Data section ->
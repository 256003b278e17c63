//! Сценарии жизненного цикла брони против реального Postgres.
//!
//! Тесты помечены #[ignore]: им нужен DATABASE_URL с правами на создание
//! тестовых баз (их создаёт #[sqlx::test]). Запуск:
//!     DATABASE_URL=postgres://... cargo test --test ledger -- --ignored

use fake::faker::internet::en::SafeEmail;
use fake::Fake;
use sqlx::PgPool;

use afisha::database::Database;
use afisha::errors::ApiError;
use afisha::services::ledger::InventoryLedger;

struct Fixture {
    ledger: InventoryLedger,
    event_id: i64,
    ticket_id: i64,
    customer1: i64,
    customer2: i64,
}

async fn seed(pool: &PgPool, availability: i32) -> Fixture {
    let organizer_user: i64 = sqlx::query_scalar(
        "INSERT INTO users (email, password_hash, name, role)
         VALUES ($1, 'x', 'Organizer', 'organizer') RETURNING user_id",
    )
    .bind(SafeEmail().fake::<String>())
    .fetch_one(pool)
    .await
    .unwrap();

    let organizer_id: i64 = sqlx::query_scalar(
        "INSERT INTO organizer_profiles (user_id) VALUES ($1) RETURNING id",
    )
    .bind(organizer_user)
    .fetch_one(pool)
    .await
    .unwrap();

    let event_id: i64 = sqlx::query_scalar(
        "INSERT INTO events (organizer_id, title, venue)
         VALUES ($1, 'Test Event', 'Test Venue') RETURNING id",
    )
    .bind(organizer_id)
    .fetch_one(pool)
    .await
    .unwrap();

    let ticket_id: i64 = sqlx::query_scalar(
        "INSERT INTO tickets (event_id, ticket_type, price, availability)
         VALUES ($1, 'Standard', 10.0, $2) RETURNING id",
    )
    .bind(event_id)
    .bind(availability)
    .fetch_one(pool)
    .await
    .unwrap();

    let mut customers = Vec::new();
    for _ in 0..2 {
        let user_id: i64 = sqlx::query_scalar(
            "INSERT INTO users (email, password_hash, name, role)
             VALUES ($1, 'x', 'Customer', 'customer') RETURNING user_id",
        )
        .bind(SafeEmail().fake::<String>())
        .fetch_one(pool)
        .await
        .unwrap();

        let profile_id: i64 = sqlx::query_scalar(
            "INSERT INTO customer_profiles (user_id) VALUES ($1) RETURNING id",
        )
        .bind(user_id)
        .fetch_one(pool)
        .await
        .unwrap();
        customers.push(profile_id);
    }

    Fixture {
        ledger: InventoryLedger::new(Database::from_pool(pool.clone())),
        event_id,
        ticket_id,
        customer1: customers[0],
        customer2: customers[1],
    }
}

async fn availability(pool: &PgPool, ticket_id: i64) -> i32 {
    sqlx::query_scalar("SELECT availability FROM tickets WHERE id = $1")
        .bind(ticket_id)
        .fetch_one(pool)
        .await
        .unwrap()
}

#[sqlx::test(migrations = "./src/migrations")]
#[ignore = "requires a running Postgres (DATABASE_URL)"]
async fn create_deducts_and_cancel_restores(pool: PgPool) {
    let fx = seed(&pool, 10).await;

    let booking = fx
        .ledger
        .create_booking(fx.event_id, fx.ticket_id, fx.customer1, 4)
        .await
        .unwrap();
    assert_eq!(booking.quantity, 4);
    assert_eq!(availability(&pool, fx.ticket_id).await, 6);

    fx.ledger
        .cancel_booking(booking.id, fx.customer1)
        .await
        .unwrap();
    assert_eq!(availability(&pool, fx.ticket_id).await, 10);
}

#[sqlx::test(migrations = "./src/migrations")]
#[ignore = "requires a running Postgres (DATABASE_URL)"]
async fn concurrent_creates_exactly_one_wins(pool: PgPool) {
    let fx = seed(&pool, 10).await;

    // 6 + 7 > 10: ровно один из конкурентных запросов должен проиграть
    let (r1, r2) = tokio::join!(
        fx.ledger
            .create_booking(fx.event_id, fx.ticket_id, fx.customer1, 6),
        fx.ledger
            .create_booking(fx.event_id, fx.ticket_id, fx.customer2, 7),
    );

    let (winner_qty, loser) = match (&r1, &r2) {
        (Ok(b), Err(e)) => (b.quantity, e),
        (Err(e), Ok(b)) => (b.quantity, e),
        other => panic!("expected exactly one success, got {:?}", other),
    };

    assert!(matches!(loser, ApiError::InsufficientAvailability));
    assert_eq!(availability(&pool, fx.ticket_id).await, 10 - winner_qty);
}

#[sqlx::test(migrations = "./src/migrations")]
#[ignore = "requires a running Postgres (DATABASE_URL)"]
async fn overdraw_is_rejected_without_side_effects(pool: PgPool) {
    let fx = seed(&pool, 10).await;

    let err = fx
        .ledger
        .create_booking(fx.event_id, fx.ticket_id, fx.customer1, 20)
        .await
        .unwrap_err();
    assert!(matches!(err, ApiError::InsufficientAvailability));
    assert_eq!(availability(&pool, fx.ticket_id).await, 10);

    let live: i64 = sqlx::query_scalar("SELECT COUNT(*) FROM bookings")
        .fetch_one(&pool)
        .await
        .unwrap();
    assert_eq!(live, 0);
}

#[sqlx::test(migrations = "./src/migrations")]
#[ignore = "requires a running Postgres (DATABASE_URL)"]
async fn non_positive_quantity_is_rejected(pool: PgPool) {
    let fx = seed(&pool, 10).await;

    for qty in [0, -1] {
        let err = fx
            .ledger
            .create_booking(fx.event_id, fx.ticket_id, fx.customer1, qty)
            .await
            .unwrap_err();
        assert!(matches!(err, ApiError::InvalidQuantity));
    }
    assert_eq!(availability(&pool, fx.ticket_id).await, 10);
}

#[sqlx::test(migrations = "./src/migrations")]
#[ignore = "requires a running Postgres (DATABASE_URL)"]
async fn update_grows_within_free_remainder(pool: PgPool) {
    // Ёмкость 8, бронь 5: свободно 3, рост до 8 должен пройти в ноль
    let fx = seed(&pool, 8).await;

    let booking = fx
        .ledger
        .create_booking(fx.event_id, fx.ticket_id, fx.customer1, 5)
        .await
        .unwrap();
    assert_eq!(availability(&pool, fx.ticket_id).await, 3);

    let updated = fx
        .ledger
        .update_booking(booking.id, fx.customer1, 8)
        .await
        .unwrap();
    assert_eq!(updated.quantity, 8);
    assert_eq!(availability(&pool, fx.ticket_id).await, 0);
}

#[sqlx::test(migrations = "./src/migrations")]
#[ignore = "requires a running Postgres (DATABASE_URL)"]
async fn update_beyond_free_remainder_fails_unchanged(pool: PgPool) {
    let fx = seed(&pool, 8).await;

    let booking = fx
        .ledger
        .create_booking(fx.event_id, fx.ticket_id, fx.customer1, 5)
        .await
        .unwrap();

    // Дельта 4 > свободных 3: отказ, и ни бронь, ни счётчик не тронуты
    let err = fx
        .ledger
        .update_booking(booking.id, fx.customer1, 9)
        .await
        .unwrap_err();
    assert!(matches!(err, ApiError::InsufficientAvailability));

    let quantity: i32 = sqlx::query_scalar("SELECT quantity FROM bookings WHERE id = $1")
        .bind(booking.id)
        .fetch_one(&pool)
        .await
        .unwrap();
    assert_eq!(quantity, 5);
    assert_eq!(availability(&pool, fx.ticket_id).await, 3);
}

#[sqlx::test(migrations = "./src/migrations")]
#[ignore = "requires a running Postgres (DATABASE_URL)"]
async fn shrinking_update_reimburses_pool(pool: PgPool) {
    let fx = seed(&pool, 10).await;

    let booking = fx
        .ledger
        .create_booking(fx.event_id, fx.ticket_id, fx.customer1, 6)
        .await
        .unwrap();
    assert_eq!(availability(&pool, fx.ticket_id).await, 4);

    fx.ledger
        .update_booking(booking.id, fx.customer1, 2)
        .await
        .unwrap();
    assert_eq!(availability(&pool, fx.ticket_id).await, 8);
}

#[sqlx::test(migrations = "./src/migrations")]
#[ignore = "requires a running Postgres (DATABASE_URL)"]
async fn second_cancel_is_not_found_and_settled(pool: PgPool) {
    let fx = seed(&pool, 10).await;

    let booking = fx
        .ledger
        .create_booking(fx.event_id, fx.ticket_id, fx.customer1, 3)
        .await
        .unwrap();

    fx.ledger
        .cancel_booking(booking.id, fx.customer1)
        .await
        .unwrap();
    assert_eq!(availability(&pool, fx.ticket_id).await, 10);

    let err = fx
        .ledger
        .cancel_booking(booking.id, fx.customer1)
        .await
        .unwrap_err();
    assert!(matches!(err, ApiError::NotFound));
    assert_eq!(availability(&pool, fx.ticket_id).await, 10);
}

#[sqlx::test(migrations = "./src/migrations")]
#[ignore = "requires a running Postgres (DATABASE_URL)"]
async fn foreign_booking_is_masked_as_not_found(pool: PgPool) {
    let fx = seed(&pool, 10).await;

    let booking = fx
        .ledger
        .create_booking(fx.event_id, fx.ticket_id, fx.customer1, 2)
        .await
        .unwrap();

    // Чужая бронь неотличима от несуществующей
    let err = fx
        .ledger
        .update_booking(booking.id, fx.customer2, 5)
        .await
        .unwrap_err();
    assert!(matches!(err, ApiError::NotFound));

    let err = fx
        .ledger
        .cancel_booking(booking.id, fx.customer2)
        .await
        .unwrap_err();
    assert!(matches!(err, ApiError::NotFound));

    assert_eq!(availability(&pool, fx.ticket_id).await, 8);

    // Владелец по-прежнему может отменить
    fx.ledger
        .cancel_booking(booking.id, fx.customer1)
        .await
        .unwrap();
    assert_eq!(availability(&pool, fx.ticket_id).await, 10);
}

Work to complete -> Identify the lines in the entries above that contain "async", then copy them out.

Result of the task ->
async fn seed(pool: &PgPool, availability: i32) -> Fixture {
async fn availability(pool: &PgPool, ticket_id: i64) -> i32 {
async fn create_deducts_and_cancel_restores(pool: PgPool) {
async fn concurrent_creates_exactly_one_wins(pool: PgPool) {
async fn overdraw_is_rejected_without_side_effects(pool: PgPool) {
async fn non_positive_quantity_is_rejected(pool: PgPool) {
async fn update_grows_within_free_remainder(pool: PgPool) {
async fn update_beyond_free_remainder_fails_unchanged(pool: PgPool) {
async fn shrinking_update_reimburses_pool(pool: PgPool) {
async fn second_cancel_is_not_found_and_settled(pool: PgPool) {
async fn foreign_booking_is_masked_as_not_found(pool: PgPool) {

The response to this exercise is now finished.